Но все годы, которые он прожил в закабалении, конечно, оставили в его душе неизгладимый след. То, что он теперь часто отменяет свои концерты, это не капризы и, я уверена, не болезни. Потому что, если артист хочет играть, он и полумертвым выйдет на сцену — это я знаю по себе и по Славе. Просто ему давно подрезали крылья, и его уже не влечет мировой простор.
Скоро провинциальные концерты стали оставлять в душе Славы горький осадок творческой неудовлетворенности. Но еще невыносимее было сидеть в Москве и ничего не делать, в то время как в концертных залах выступают его коллеги, в Большом театре идут спектакли, он же может быть только слушателем — гениальный музыкант, в расцвете сил. Надо сказать, что более верной медленной казни для Ростроповича придумать не могли. Весь вопрос был — надолго ли его хватит.
У нашего друга была хорошая коллекция русского фарфора, и вдруг Слава стал все чаще и чаще к ней приглядываться, потом начал покупать какие-то вещицы. В России все это давно исчезло из антикварных магазинов, и нужно было заводить новые знакомства с коллекционерами, ездить по каким-то адресам… А так как Ростропович ничего не делает наполовину, то скоро решил, что у нас должна быть самая лучшая в России коллекция русского фарфора. Поставив себе такую задачу, он кинулся на поиски сокровищ.
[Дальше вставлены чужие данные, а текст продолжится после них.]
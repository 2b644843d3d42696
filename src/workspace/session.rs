use serde::{Deserialize, Serialize};
use std::path::Path;

use super::config::{ThemeOverrides, WorkspaceConfig};
use super::state::{OpenFile, WorkspaceState};
use crate::error::Result;
use crate::fs::FolderHandle;

pub const SESSION_FILE: &str = "session.json";

/// Snapshot of the workspace persisted between launches.
///
/// The optional fields were added after the first release and may be
/// missing from older session files.
#[derive(Debug, Clone, PartialEq, Serialize, Deserialize)]
#[serde(rename_all = "camelCase")]
pub struct SavedState {
    pub root_path: Option<String>,
    #[serde(default)]
    pub open_files: Vec<OpenFile>,
    #[serde(default)]
    pub active_file_index: Option<usize>,
    #[serde(default = "default_sidebar_visible")]
    pub sidebar_visible: bool,
    #[serde(default = "default_sidebar_width")]
    pub sidebar_width: u32,
    #[serde(default, skip_serializing_if = "Option::is_none")]
    pub quick_links: Option<Vec<String>>,
    #[serde(default, skip_serializing_if = "Option::is_none")]
    pub recent_workspaces: Option<Vec<String>>,
    #[serde(default, skip_serializing_if = "Option::is_none")]
    pub theme_preferences: Option<ThemeOverrides>,
}

fn default_sidebar_visible() -> bool {
    true
}

fn default_sidebar_width() -> u32 {
    250
}

impl SavedState {
    pub fn from_state(state: &WorkspaceState) -> Self {
        Self {
            root_path: state.root.as_ref().map(|r| r.path.clone()),
            open_files: state.open_files.clone(),
            active_file_index: state.active_file_index,
            sidebar_visible: state.sidebar_visible,
            sidebar_width: state.sidebar_width,
            quick_links: Some(state.quick_links.clone()),
            recent_workspaces: Some(state.recent_workspaces.clone()),
            theme_preferences: Some(state.config.theme.clone()),
        }
    }

    /// Rebuilds workspace state. Theme preferences are laid over the default
    /// config; an active index past the last tab is dropped.
    pub fn restore(self) -> WorkspaceState {
        let mut config = WorkspaceConfig::default();
        if let Some(theme) = self.theme_preferences {
            config.theme = config.theme.merged(theme);
        }

        let active_file_index = self
            .active_file_index
            .filter(|&i| i < self.open_files.len());

        WorkspaceState {
            root: self.root_path.as_deref().map(FolderHandle::from_path),
            config,
            open_files: self.open_files,
            active_file_index,
            sidebar_visible: self.sidebar_visible,
            sidebar_width: self.sidebar_width,
            quick_links: self.quick_links.unwrap_or_default(),
            recent_workspaces: self.recent_workspaces.unwrap_or_default(),
        }
    }
}

pub fn save_session(path: &Path, state: &SavedState) -> Result<()> {
    if let Some(parent) = path.parent() {
        std::fs::create_dir_all(parent)?;
    }
    let content = serde_json::to_string_pretty(state)?;
    std::fs::write(path, content)?;
    Ok(())
}

pub fn load_session(path: &Path) -> Option<SavedState> {
    if !path.exists() {
        return None;
    }
    let parsed = std::fs::read_to_string(path)
        .map_err(crate::error::Error::from)
        .and_then(|content| Ok(serde_json::from_str(&content)?));
    match parsed {
        Ok(saved) => Some(saved),
        Err(e) => {
            log::error!("Failed to load session: {}", e);
            None
        }
    }
}

#[cfg(test)]
mod tests {
    use super::*;
    use crate::workspace::config::ColorScheme;
    use crate::workspace::state::WorkspaceAction;

    #[test]
    fn test_round_trip_through_disk() {
        let dir = tempfile::tempdir().unwrap();
        let path = dir.path().join("nested").join(SESSION_FILE);

        let mut state = WorkspaceState::default();
        state.apply(WorkspaceAction::SetRoot(FolderHandle::from_path("/notes")));
        state.apply(WorkspaceAction::OpenFile(OpenFile {
            path: "/notes/a.md".to_string(),
            name: "a.md".to_string(),
            content: "draft".to_string(),
            saved_content: "saved".to_string(),
            scroll_position: 40,
            cursor_position: 3,
        }));
        state.apply(WorkspaceAction::AddQuickLink("/notes/a.md".to_string()));
        state.apply(WorkspaceAction::SetSidebarWidth(320));

        save_session(&path, &SavedState::from_state(&state)).unwrap();
        let restored = load_session(&path).unwrap().restore();
        assert_eq!(restored, state);
        assert!(restored.open_files[0].is_dirty());
    }

    #[test]
    fn test_missing_or_invalid_session() {
        let dir = tempfile::tempdir().unwrap();
        let path = dir.path().join(SESSION_FILE);
        assert!(load_session(&path).is_none());

        std::fs::write(&path, "garbage").unwrap();
        assert!(load_session(&path).is_none());
    }

    #[test]
    fn test_older_session_without_optional_fields() {
        let saved: SavedState = serde_json::from_str(
            r#"{"rootPath":null,"openFiles":[],"activeFileIndex":null,"sidebarVisible":false,"sidebarWidth":200}"#,
        )
        .unwrap();
        let state = saved.restore();
        assert!(state.root.is_none());
        assert!(!state.sidebar_visible);
        assert!(state.quick_links.is_empty());
        assert_eq!(state.config, WorkspaceConfig::default());
    }

    #[test]
    fn test_theme_preferences_apply_over_defaults() {
        let saved = SavedState {
            root_path: None,
            open_files: vec![],
            active_file_index: Some(4),
            sidebar_visible: true,
            sidebar_width: 250,
            quick_links: None,
            recent_workspaces: None,
            theme_preferences: Some(ThemeOverrides {
                color_scheme: Some(ColorScheme::Light),
                ..Default::default()
            }),
        };
        let state = saved.restore();
        assert_eq!(state.config.theme.color_scheme, Some(ColorScheme::Light));
        assert_eq!(state.config.theme.font_size, Some(14.0));
        assert_eq!(state.active_file_index, None);
    }
}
Пока он научился разбираться в этих вещах, была масса всяческих конфузов, когда ему за бешеные деньги продавали размалеванную дрянь, выдавая ее за музейную редкость. Но настоящим знатоком можно стать, только пройдя через ошибки и обманы. И Ростроповича это нисколько не смущало. Я рада была его новому увлечению и всячески поддерживала в нем энтузиазм, понимая, что лучше в доме битые, склеенные чашки, чем пьяные компании и разговоры ни о чем до утра.
Вернувшись из одной такой «экспедиции», он, захлебываясь от восторга, рассказал мне, что встретил старика, в которого я влюблюсь с первого взгляда, как только увижу, дядя Ваня и жена его тетя Маша…
— Увижу?
— Ну да, они завтра приедут, тетю Машу нужно в больницу устроить, я уже к Женьке ездил в Пироговку, все в порядке. Он переночует у нас. Изумительные люди, я таких не встречал никогда. Ты увидишь, какой красавец-старик!..
— На чем же спать он будет?
— Да в столовой положим на диване…
На другой день, придя после репетиции домой, я увидела в столовой на моих ампирах сначала валенки, а потом и дядю Ваню. Высокий старик с большой бородой, действительно красивый, будто с картины сошел.
В кухне Слава с тетей Машей чаи распивают — только что вернулись из больницы, вечером он ее туда отвезет, а дядя Ваня переночует у нас и — к себе в деревню. Но сначала Слава с ним по всей Москве погоняет, чтобы ему продуктов побольше с собой взять. Дядя Ваня, степенный, благообразный, снисходительно принимал Славины восторги на его счет, благодарил за гостеприимство и вдруг будто бы что-то вспомнил.
— А знаешь, Слава, у нас в деревне недалеко одна старуха есть, я видел у нее тарелки с царскими гербами.
— Ну да?!
— Правда, видел.
— Так ты скажи мне адрес!
— Да нет, адреса я тебе точно сказать не могу, а ты приезжай ко мне, ты же знаешь, был у нас, и мы вместе с тобой поедем — от нас недалеко, километров тридцать.
— Конечно, приеду. Мы с Галей вместе поедем, давай в следующее воскресенье.